SOURCE MATERIAL =>
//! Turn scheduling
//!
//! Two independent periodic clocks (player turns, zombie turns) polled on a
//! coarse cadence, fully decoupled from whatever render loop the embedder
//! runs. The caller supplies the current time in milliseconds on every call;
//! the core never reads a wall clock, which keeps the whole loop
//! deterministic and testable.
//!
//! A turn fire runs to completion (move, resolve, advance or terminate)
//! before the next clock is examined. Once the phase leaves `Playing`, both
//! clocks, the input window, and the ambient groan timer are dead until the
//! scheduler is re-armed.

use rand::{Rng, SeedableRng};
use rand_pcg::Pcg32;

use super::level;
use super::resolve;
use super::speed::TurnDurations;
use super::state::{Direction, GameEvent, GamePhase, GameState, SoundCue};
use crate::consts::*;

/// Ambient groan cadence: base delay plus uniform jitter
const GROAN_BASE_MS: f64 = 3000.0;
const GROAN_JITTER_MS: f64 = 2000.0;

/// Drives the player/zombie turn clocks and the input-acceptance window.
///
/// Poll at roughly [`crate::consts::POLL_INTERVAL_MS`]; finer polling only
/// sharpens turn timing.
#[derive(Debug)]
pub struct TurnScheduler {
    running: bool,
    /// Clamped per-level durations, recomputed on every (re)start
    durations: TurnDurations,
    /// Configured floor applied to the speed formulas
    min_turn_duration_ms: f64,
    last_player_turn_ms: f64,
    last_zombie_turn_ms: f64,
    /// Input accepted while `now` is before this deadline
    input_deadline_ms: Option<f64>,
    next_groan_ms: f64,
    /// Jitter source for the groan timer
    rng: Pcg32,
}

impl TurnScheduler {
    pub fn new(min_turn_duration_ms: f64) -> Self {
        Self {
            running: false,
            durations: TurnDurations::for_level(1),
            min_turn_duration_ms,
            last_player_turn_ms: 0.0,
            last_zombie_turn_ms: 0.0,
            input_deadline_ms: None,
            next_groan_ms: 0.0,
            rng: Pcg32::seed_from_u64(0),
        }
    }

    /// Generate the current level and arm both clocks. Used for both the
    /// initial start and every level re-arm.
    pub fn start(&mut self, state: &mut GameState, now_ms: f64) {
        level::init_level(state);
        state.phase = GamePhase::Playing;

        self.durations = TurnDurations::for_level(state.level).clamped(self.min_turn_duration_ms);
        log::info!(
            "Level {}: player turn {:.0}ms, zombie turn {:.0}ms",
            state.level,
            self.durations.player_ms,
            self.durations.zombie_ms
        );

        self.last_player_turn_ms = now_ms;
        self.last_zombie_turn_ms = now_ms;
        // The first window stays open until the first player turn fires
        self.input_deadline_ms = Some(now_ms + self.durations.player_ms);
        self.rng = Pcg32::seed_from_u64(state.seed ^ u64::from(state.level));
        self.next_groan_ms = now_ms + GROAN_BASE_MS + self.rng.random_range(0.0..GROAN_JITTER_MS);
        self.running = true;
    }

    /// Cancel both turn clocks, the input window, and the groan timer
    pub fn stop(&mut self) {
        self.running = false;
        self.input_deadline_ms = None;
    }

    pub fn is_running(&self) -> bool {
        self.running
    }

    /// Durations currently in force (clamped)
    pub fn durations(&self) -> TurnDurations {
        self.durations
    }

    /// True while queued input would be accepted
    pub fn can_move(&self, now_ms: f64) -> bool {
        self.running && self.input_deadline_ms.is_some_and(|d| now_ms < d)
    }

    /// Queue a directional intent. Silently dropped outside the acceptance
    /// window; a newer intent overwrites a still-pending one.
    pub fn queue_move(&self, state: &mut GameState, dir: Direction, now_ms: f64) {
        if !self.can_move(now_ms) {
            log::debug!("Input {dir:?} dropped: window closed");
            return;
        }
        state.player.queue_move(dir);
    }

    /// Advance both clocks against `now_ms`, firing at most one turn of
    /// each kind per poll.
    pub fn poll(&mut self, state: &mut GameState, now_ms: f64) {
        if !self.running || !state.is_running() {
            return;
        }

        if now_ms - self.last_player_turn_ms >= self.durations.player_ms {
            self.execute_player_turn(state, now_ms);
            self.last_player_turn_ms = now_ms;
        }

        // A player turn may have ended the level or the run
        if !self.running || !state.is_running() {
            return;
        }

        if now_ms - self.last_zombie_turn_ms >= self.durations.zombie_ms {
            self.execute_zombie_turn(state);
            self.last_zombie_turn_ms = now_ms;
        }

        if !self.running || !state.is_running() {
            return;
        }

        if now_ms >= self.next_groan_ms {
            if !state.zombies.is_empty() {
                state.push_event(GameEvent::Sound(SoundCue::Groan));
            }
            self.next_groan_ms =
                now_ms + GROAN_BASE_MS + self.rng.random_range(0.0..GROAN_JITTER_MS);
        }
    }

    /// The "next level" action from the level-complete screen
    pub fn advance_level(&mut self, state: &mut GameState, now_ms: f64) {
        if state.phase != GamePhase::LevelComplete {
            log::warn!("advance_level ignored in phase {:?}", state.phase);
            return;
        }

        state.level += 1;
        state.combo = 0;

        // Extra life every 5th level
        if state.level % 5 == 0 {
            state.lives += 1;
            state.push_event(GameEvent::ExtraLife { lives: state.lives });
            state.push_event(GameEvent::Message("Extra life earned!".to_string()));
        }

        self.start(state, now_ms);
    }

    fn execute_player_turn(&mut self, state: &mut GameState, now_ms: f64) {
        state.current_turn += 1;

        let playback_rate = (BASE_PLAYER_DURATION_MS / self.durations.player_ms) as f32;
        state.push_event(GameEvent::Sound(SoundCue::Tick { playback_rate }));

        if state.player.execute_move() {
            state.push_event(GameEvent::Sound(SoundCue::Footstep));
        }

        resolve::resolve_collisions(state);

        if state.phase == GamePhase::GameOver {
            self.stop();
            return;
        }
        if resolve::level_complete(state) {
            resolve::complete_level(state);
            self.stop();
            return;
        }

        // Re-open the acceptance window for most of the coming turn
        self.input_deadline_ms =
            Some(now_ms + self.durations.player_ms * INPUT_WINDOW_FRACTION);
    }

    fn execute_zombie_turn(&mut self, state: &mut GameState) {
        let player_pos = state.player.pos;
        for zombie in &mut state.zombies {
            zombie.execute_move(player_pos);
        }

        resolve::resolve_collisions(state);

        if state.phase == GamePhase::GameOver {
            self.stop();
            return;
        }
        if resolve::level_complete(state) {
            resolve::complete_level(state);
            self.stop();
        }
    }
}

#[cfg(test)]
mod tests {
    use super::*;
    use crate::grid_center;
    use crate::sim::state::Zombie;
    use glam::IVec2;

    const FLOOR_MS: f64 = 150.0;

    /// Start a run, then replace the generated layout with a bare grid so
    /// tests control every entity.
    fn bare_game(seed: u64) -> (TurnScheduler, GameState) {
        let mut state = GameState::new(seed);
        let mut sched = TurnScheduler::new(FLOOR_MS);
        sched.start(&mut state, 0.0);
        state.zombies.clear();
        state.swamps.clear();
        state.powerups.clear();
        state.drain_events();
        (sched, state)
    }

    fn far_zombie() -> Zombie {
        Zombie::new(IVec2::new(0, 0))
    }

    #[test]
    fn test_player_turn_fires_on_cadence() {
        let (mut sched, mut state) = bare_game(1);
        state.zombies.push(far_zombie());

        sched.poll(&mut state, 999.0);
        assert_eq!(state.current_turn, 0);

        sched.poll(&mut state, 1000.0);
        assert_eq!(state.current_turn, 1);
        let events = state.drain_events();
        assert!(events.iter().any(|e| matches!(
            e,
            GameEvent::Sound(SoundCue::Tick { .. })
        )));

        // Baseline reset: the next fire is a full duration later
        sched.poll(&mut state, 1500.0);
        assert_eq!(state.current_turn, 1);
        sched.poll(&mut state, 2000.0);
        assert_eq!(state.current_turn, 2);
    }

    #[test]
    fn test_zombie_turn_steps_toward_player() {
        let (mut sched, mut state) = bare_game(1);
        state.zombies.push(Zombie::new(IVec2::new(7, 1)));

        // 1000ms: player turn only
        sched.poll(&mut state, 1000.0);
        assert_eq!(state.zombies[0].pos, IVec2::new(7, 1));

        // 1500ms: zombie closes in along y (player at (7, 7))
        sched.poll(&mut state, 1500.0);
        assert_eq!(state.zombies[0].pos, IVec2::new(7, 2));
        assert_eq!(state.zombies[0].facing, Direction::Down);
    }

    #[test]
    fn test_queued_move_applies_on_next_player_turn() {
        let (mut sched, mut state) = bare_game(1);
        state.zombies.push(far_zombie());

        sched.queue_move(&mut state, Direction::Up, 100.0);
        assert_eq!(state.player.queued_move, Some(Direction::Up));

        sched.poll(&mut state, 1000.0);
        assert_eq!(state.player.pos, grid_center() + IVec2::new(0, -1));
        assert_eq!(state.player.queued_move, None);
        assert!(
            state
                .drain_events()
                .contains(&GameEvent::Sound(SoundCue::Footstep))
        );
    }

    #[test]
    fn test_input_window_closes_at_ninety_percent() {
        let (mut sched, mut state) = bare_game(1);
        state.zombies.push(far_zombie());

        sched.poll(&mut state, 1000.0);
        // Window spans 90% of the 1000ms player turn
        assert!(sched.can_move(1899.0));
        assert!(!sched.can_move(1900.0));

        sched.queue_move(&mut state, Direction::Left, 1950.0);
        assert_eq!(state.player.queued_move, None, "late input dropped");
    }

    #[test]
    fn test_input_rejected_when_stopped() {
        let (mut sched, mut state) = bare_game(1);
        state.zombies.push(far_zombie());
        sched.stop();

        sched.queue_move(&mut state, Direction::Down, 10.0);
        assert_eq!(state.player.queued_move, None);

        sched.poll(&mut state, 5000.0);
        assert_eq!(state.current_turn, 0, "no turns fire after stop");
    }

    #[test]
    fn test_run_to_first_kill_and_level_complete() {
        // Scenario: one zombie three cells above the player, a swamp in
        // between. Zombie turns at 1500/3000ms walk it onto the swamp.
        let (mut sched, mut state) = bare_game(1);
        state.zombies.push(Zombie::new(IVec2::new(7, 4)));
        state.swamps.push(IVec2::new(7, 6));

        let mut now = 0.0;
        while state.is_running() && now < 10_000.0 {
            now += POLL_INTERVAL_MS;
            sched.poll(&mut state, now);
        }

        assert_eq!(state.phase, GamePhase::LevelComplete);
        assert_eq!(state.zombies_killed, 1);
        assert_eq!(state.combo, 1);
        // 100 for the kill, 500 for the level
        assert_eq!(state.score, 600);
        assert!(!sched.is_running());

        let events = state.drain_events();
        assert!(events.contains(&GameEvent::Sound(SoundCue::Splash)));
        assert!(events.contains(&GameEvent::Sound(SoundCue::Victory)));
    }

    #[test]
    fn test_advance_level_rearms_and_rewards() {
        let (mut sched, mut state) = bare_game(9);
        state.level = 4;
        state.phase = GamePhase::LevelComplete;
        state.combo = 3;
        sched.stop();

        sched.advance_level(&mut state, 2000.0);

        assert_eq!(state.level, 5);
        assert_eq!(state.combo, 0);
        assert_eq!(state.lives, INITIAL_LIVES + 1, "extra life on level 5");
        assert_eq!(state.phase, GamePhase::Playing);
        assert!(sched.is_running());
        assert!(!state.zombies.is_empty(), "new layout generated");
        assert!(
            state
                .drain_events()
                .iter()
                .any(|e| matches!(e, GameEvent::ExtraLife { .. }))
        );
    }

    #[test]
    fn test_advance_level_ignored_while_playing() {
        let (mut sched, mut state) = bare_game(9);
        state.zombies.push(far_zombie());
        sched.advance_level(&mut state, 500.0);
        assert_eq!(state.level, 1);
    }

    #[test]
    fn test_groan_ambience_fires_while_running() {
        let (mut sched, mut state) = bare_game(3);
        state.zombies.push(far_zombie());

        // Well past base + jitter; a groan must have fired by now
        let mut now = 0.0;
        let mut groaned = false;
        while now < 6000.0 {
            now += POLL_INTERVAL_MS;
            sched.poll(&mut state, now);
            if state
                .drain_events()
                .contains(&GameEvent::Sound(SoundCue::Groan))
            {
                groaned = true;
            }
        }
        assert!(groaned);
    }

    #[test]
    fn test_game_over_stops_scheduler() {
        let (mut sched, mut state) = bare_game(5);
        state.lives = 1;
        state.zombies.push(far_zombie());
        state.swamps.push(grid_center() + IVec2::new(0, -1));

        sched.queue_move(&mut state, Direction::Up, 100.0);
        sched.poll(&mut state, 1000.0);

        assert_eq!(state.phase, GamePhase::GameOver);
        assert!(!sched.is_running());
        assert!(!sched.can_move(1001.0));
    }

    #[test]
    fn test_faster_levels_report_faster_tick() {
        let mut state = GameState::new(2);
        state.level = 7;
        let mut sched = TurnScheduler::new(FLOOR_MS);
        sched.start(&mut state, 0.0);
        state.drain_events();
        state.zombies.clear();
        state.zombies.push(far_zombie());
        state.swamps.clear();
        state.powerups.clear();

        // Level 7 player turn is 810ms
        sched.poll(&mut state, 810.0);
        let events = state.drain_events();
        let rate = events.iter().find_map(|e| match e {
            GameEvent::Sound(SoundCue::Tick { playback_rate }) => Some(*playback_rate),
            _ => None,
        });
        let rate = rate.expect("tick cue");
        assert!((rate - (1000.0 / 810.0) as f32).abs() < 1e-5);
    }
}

WHAT THE TASK REQUIRES =>
Begin at the top of the listing above and set down each line exactly. Stop after the line that contains "the speed formulas".

RESPONSE TO THIS EXERCISE =>
//! Turn scheduling
//!
//! Two independent periodic clocks (player turns, zombie turns) polled on a
//! coarse cadence, fully decoupled from whatever render loop the embedder
//! runs. The caller supplies the current time in milliseconds on every call;
//! the core never reads a wall clock, which keeps the whole loop
//! deterministic and testable.
//!
//! A turn fire runs to completion (move, resolve, advance or terminate)
//! before the next clock is examined. Once the phase leaves `Playing`, both
//! clocks, the input window, and the ambient groan timer are dead until the
//! scheduler is re-armed.

use rand::{Rng, SeedableRng};
use rand_pcg::Pcg32;

use super::level;
use super::resolve;
use super::speed::TurnDurations;
use super::state::{Direction, GameEvent, GamePhase, GameState, SoundCue};
use crate::consts::*;

/// Ambient groan cadence: base delay plus uniform jitter
const GROAN_BASE_MS: f64 = 3000.0;
const GROAN_JITTER_MS: f64 = 2000.0;

/// Drives the player/zombie turn clocks and the input-acceptance window.
///
/// Poll at roughly [`crate::consts::POLL_INTERVAL_MS`]; finer polling only
/// sharpens turn timing.
#[derive(Debug)]
pub struct TurnScheduler {
    running: bool,
    /// Clamped per-level durations, recomputed on every (re)start
    durations: TurnDurations,
    /// Configured floor applied to the speed formulas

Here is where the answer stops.